Montując płat zapomniałem, że muszę wychylić lotki. Operacja cięcia przebiega bardzo powoli i delikatnie...

Odnośnik do komentarza
Udostępnij na innych stronach

  • Odpowiedzi 99
  • Created
  • Ostatniej odpowiedzi

Top Posters In This Topic

Ale nie wiem, czy dostrzegasz to, że jest to późna wersja. Płat typu "e" posiadał te wyoblenia ze względu na zmiany w podwoziu wprowadzone dla tego płata. Budując Spitfire z płatem "uniwersalnym" - czyli "c" należałoby je usunąć. Mój Spite pochodzi z końcowowojennej produkcji serii TB. Muzealny , "krakowski" egzemplarz jest z wcześniejszej serii i posiada owe elementy. W książce "Supermarine Spitfire" wydawnictwa Haynes Publishing na stronie 132 prezentowane jest zdjęcie Spitfire Mk. IXe nr ser. MK356 wyprodukowanego w CBAF w okresie stycznia i lutego 1944 roku. Doskonale na nim widać te elementy. TB890 jest maszyną równo rok starszą i również pochodzi z CBAF. Nie jest więc możliwością, by nagle, "dla Polaków" wyprodukowano Mk. XVI ze starym podwoziem i płaską powierzchnią nad wnękami kół.

P.S.

Jako, że w planach mam m.in. budowę Spitfire Mk. XVI z niskim grzbietem oraz kilku maszyn z płatem w standardzie "e" na bazie ICM, będę musiał wykonać przetłoczenia od podstaw. Życzę więc sobie i mnie podobnym POWODZENIA

Odnośnik do komentarza
Udostępnij na innych stronach

Sprawdzałem w wykazach produkcyjnych. Poza tym Wojtek Matusiak opisuje zachodzące zmiany w podwoziu Spitów w swojej monografii. A zdjęcia pochodzą z remontów i przywracania do lotu maszyn istniejących. Nie może być pomyłki w kształcie płata. Poza tym na zdjęciach archiwalnych maszyn z płatem "e" są widoczne te przetłoczenia.

Odnośnik do komentarza
Udostępnij na innych stronach

Pytam, bo modyfikacja podwozia i wprowadzenie owiewki to czerwiec/lipiec 1945. Ja rozumiem obsuwę w przygotowaniu formalności, ale ponad rok?

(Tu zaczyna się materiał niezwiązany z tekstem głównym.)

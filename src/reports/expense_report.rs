//! Expense report
//!
//! Filters the ledger by business unit and month and totals the result.
//! The filtered set is what the CSV export writes.

use std::collections::BTreeSet;
use std::fmt;
use std::str::FromStr;

use chrono::NaiveDate;

use crate::error::{VyapaarError, VyapaarResult};
use crate::models::{Expense, ExpenseId, Money};
use crate::services::{BulkOutcome, ExpenseLedger};

use super::selection::{BulkAction, Selection};

/// Business unit filter
#[derive(Debug, Clone, Default, PartialEq, Eq)]
pub enum BusinessFilter {
    #[default]
    All,
    Unit(String),
}

impl BusinessFilter {
    pub fn matches(&self, expense: &Expense) -> bool {
        match self {
            Self::All => true,
            Self::Unit(unit) => &expense.business_unit == unit,
        }
    }
}

impl From<&str> for BusinessFilter {
    fn from(s: &str) -> Self {
        let s = s.trim();
        if s.is_empty() || s.eq_ignore_ascii_case("all") {
            Self::All
        } else {
            Self::Unit(s.to_string())
        }
    }
}

impl fmt::Display for BusinessFilter {
    fn fmt(&self, f: &mut fmt::Formatter<'_>) -> fmt::Result {
        match self {
            Self::All => write!(f, "All Units"),
            Self::Unit(unit) => write!(f, "{}", unit),
        }
    }
}

/// Month filter on the expense date
#[derive(Debug, Clone, Default, PartialEq, Eq)]
pub enum MonthFilter {
    #[default]
    All,
    /// `YYYY-MM`
    Month(String),
}

impl MonthFilter {
    pub fn matches(&self, expense: &Expense) -> bool {
        match self {
            Self::All => true,
            Self::Month(month) => &expense.month_key() == month,
        }
    }
}

impl FromStr for MonthFilter {
    type Err = VyapaarError;

    fn from_str(s: &str) -> Result<Self, Self::Err> {
        let s = s.trim();
        if s.is_empty() || s.eq_ignore_ascii_case("all") {
            return Ok(Self::All);
        }

        NaiveDate::parse_from_str(&format!("{}-01", s), "%Y-%m-%d")
            .map(|d| Self::Month(d.format("%Y-%m").to_string()))
            .map_err(|_| VyapaarError::Validation(format!("Invalid month '{}', use YYYY-MM", s)))
    }
}

impl fmt::Display for MonthFilter {
    fn fmt(&self, f: &mut fmt::Formatter<'_>) -> fmt::Result {
        match self {
            Self::All => write!(f, "All Time"),
            Self::Month(month) => write!(f, "{}", month),
        }
    }
}

/// Distinct `YYYY-MM` values of all expense dates, newest first
pub fn available_months(expenses: &[Expense]) -> Vec<String> {
    let months: BTreeSet<String> = expenses.iter().map(|e| e.month_key()).collect();
    months.into_iter().rev().collect()
}

/// Filter state and selection of the reports view
#[derive(Debug, Default)]
pub struct ReportView {
    business: BusinessFilter,
    month: MonthFilter,
    selection: Selection,
}

impl ReportView {
    pub fn new(business: BusinessFilter, month: MonthFilter) -> Self {
        Self {
            business,
            month,
            selection: Selection::new(),
        }
    }

    pub fn business(&self) -> &BusinessFilter {
        &self.business
    }

    pub fn month(&self) -> &MonthFilter {
        &self.month
    }

    pub fn selection(&self) -> &Selection {
        &self.selection
    }

    pub fn set_business(&mut self, business: BusinessFilter) {
        self.business = business;
        self.selection.clear();
    }

    pub fn set_month(&mut self, month: MonthFilter) {
        self.month = month;
        self.selection.clear();
    }

    /// Expenses matching both filters, in ledger order
    pub fn filtered<'e>(&self, expenses: &'e [Expense]) -> Vec<&'e Expense> {
        expenses
            .iter()
            .filter(|e| self.business.matches(e) && self.month.matches(e))
            .collect()
    }

    /// Sum of the filtered amounts regardless of status
    pub fn total(&self, expenses: &[Expense]) -> Money {
        self.filtered(expenses).into_iter().map(|e| e.amount).sum()
    }

    pub fn toggle(&mut self, id: &ExpenseId) -> bool {
        self.selection.toggle(id)
    }

    pub fn toggle_all(&mut self, expenses: &[Expense]) {
        let visible: Vec<ExpenseId> = self
            .filtered(expenses)
            .iter()
            .map(|e| e.id.clone())
            .collect();
        self.selection.toggle_all(&visible);
    }

    /// Apply a bulk action to the selection and clear it
    pub fn commit(
        &mut self,
        ledger: &mut ExpenseLedger<'_>,
        action: BulkAction,
    ) -> VyapaarResult<BulkOutcome> {
        let outcome = action.apply(ledger, &self.selection.ids())?;
        self.selection.clear();
        Ok(outcome)
    }
}
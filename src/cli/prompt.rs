//! Interactive confirmation for destructive commands

use dialoguer::{theme::ColorfulTheme, Confirm};

use crate::error::{VyapaarError, VyapaarResult};

/// Ask before an irreversible action; `assume_yes` skips the prompt
pub fn confirm(prompt: &str, assume_yes: bool) -> VyapaarResult<bool> {
    if assume_yes {
        return Ok(true);
    }

    Confirm::with_theme(&ColorfulTheme::default())
        .with_prompt(prompt)
        .default(false)
        .interact()
        .map_err(|e| {
            VyapaarError::Io(format!(
                "Could not read confirmation ({}); pass --yes to skip the prompt",
                e
            ))
        })
}
use anyhow::Result;
use clap::{Parser, Subcommand};

use vyapaar_track::cli::{
    handle_dashboard_command, handle_expense_command, handle_report_command,
    handle_review_command, handle_session_command, handle_settings_command, prompt::confirm,
    ExpenseCommands, ReportCommands, ReviewCommands, SessionCommands, SettingsCommands,
};
use vyapaar_track::config::{paths::VyapaarPaths, settings::Settings};
use vyapaar_track::services::{SessionContext, View};
use vyapaar_track::storage::Storage;

#[derive(Parser)]
#[command(
    name = "vyapaar",
    version,
    about = "Expense tracking and review for small businesses",
    long_about = "VyapaarTrack records business expenses, lets staff submit receipts, \
                  and gives the accountant a review queue, reports and CSV export."
)]
struct Cli {
    #[command(subcommand)]
    command: Option<Commands>,
}

#[derive(Subcommand)]
enum Commands {
    #[command(flatten)]
    Session(SessionCommands),

    /// Expense submission and management
    #[command(subcommand, alias = "exp")]
    Expense(ExpenseCommands),

    /// Review queue for pending expenses
    #[command(subcommand)]
    Review(ReviewCommands),

    /// Filtered reports and CSV export
    #[command(subcommand)]
    Report(ReportCommands),

    /// Show the financial overview
    Dashboard,

    /// Business units, categories and integrations
    #[command(subcommand)]
    Settings(SettingsCommands),

    /// Initialize the data directory
    Init,

    /// Show current configuration and paths
    Config,

    /// Delete all expenses and restore the sample data
    Reset {
        /// Skip confirmation prompt
        #[arg(short, long)]
        yes: bool,
    },
}

fn main() -> Result<()> {
    env_logger::Builder::from_env(env_logger::Env::default().default_filter_or("warn")).init();

    let cli = Cli::parse();

    let paths = VyapaarPaths::new()?;
    let settings = Settings::load_or_create(&paths)?;
    let storage = Storage::new(paths.clone())?;

    match cli.command {
        Some(Commands::Session(cmd)) => {
            handle_session_command(&storage, cmd)?;
        }
        Some(Commands::Expense(cmd)) => {
            handle_expense_command(&storage, &settings, cmd)?;
        }
        Some(Commands::Review(cmd)) => {
            handle_review_command(&storage, &settings, cmd)?;
        }
        Some(Commands::Report(cmd)) => {
            handle_report_command(&storage, &settings, cmd)?;
        }
        Some(Commands::Dashboard) => {
            handle_dashboard_command(&storage, &settings)?;
        }
        Some(Commands::Settings(cmd)) => {
            handle_settings_command(&storage, &settings, cmd)?;
        }
        Some(Commands::Init) => {
            println!("Initializing VyapaarTrack at: {}", paths.base_dir().display());
            let seeded = vyapaar_track::storage::initialize_storage(&paths)?;
            settings.save(&paths)?;
            if seeded {
                println!("Initialization complete!");
                println!();
                println!("Sample expenses, business units and categories have been created.");
            } else {
                println!("Existing data found; nothing was overwritten.");
            }
            println!("Run 'vyapaar login u1' to start as the accountant.");
        }
        Some(Commands::Config) => {
            println!("VyapaarTrack Configuration");
            println!("==========================");
            println!("Base directory:   {}", paths.base_dir().display());
            println!("Data directory:   {}", paths.data_dir().display());
            println!("Export directory: {}", paths.export_dir().display());
            println!("Settings file:    {}", paths.settings_file().display());
            println!();
            println!("Settings:");
            println!("  Currency symbol:   {}", settings.currency_symbol);
            println!("  Fallback category: {}", settings.fallback_category);
            println!("  Recent activity:   {}", settings.recent_activity_count);
            match &settings.classifier {
                Some(command) => println!("  Receipt classifier: {}", command.program),
                None => println!("  Receipt classifier: demo (not configured)"),
            }
        }
        Some(Commands::Reset { yes }) => {
            let session = SessionContext::restore(&storage)?;
            session.authorize(View::Settings)?;

            if confirm(
                "Delete ALL expenses and restore the sample data? This cannot be undone",
                yes,
            )? {
                storage.documents().clear()?;
                storage.documents().load()?;
                println!("Data reset to the sample document.");
            } else {
                println!("Cancelled.");
            }
        }
        None => {
            println!("VyapaarTrack - expense tracking for small businesses");
            println!();
            println!("Run 'vyapaar --help' for usage information.");
            println!("Run 'vyapaar login u1' to get started.");
        }
    }

    Ok(())
}
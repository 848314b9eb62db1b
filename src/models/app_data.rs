//! The application document
//!
//! `AppData` is the single persisted unit: every expense plus the two
//! configurable taxonomies. A fresh installation is seeded with sample rows.

use chrono::{DateTime, NaiveDate, Utc};
use serde::{Deserialize, Serialize};

use super::expense::{Expense, ExpenseStatus, PaymentMethod, Submitter};
use super::money::Money;

/// Default business units for a fresh document
pub const DEFAULT_BUSINESS_UNITS: &[&str] = &[
    "uPVC Manufacturing",
    "Brick Factory",
    "Construction Projects",
    "College",
    "School",
    "Head Office",
];

/// Default categories for a fresh document
pub const DEFAULT_CATEGORIES: &[&str] = &[
    "Materials",
    "Labor",
    "Fuel & Transport",
    "Utilities",
    "Maintenance",
    "Food & Refreshments",
    "Office Supplies",
    "Other",
];

/// Business units and categories offered for new entries
#[derive(Debug, Clone, Copy)]
pub struct Taxonomy<'a> {
    pub business_units: &'a [String],
    pub categories: &'a [String],
}

impl Taxonomy<'_> {
    pub fn has_business_unit(&self, name: &str) -> bool {
        self.business_units.iter().any(|b| b == name)
    }

    pub fn has_category(&self, name: &str) -> bool {
        self.categories.iter().any(|c| c == name)
    }
}

/// The persisted document root
#[derive(Debug, Clone, PartialEq, Serialize, Deserialize)]
#[serde(rename_all = "camelCase")]
pub struct AppData {
    /// Most recent first
    pub expenses: Vec<Expense>,
    pub business_units: Vec<String>,
    pub categories: Vec<String>,
}

impl AppData {
    /// Document written on first run
    pub fn seed() -> Self {
        Self {
            expenses: seed_expenses(),
            business_units: DEFAULT_BUSINESS_UNITS.iter().map(|s| s.to_string()).collect(),
            categories: DEFAULT_CATEGORIES.iter().map(|s| s.to_string()).collect(),
        }
    }

    pub fn taxonomy(&self) -> Taxonomy<'_> {
        Taxonomy {
            business_units: &self.business_units,
            categories: &self.categories,
        }
    }
}

#[allow(clippy::too_many_arguments)]
fn seed_row(
    id: &str,
    date: (i32, u32, u32),
    rupees: i64,
    merchant: &str,
    business_unit: &str,
    category: &str,
    payment_method: PaymentMethod,
    description: &str,
    status: ExpenseStatus,
    submitter: (&str, &str),
    submitted_at: &str,
) -> Option<Expense> {
    Some(Expense {
        id: id.into(),
        date: NaiveDate::from_ymd_opt(date.0, date.1, date.2)?,
        amount: Money::from_rupees(rupees),
        merchant: merchant.into(),
        business_unit: business_unit.into(),
        category: category.into(),
        payment_method,
        description: description.into(),
        reference_number: None,
        receipt: None,
        status,
        submitted_by: Submitter {
            id: submitter.0.into(),
            name: submitter.1.into(),
        },
        submitted_at: DateTime::parse_from_rfc3339(submitted_at)
            .ok()?
            .with_timezone(&Utc),
        review_note: None,
    })
}

fn seed_expenses() -> Vec<Expense> {
    [
        seed_row(
            "e1",
            (2023, 10, 25),
            12500,
            "Shree Cement Traders",
            "Construction Projects",
            "Materials",
            PaymentMethod::BankTransfer,
            "50 bags of cement for Site A",
            ExpenseStatus::Approved,
            ("u2", "Ramesh (Site Manager)"),
            "2023-10-25T10:30:00Z",
        ),
        seed_row(
            "e2",
            (2023, 10, 26),
            450,
            "Local Tea Stall",
            "Brick Factory",
            "Food & Refreshments",
            PaymentMethod::Cash,
            "Tea and snacks for laborers",
            ExpenseStatus::PendingReview,
            ("u3", "Suresh (Supervisor)"),
            "2023-10-26T14:15:00Z",
        ),
        seed_row(
            "e3",
            (2023, 10, 27),
            3200,
            "Indian Oil Pump",
            "uPVC Manufacturing",
            "Fuel & Transport",
            PaymentMethod::Upi,
            "Diesel for Generator",
            ExpenseStatus::PendingReview,
            ("u4", "Driver Mohan"),
            "2023-10-27T09:00:00Z",
        ),
    ]
    .into_iter()
    .flatten()
    .collect()
}

#[cfg(test)]
mod tests {
    use super::*;

    #[test]
    fn test_seed_document() {
        let data = AppData::seed();
        assert_eq!(data.expenses.len(), 3);
        assert_eq!(data.business_units.len(), 6);
        assert_eq!(data.categories.len(), 8);
        assert_eq!(data.expenses[0].id.as_str(), "e1");
        assert_eq!(data.expenses[2].amount, Money::from_rupees(3200));
    }

    #[test]
    fn test_document_json_keys() {
        let value = serde_json::to_value(AppData::seed()).unwrap();
        assert!(value["expenses"].is_array());
        assert!(value["businessUnits"].is_array());
        assert_eq!(value["categories"][7], "Other");
    }

    #[test]
    fn test_taxonomy_membership() {
        let data = AppData::seed();
        let taxonomy = data.taxonomy();
        assert!(taxonomy.has_business_unit("Head Office"));
        assert!(!taxonomy.has_business_unit("head office"));
        assert!(taxonomy.has_category("Labor"));
    }
}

Do tej pory byłem przekonany o dwóch zmianach. Wcześniejszej polegającej na wprowadzeniu mocniejszych, czterodzielnych felg z powodu (przynajmniej początkowo) przewidywanych działań z twardszych nawierzchni i przede wszystkim do samolotów przenoszących bomby. No i tej późniejszej związanej z trakcją i dodaniem owiewki.

Te archiwalne zdjęcia to z jakiego okresu, bo to że samolot mógł i powinien przechodzić modyfikacje jest zupełnie normalne?

Odnośnik do komentarza
Udostępnij na innych stronach

Pytam, bo modyfikacja podwozia i wprowadzenie owiewki to czerwiec/lipiec 1945. Ja rozumiem obsuwę w przygotowaniu formalności, ale ponad rok?

 

Dla mnie prosta sprawa: Ten blister nad wnęką podwozia pojawia się wraz z kołem o trzech otworach. Felga tego koła była szersza i o większej średnicy, wynikało to z nowego systemu hamulcowego , co tłumaczy pojawienie się wtórnie kroplowej osłonki na wierzchu płata. Wcześniejsze koła, te z pięcioma i czterema otworami mają identyczne wymiary i nie wymagały tego przetłoczenia.

 

Jak chcesz robić egzemplarz muzealny to OK.

 

Edit: Teoretyzowanie jest fajne, ale u Matusiaka jest dużo zdjęć TB890 i sprawa jest jasna...Nie ma żadnych odchyleń od normy.

Odnośnik do komentarza
Udostępnij na innych stronach

W książce Kotelnkiowa" Spitfire - najlepszy myśliwiec sojuszników" na str 93 jest zdjęcie czeskiego Spita Mk. IXe z dobrze widocznym przetłoczeniem.

Na razie tyle. Idę spać

Może w końcu wyjaśnimy Tę sprawę, choć bardziej niż na 50% wierzę, że nie popełniłem błędu.

Teraz lulu, bo szwy mi puszczają.

"... u Matusiaka jest dużo zdjęć TB890 i sprawa jest jasna...Nie ma żadnych odchyleń od normy."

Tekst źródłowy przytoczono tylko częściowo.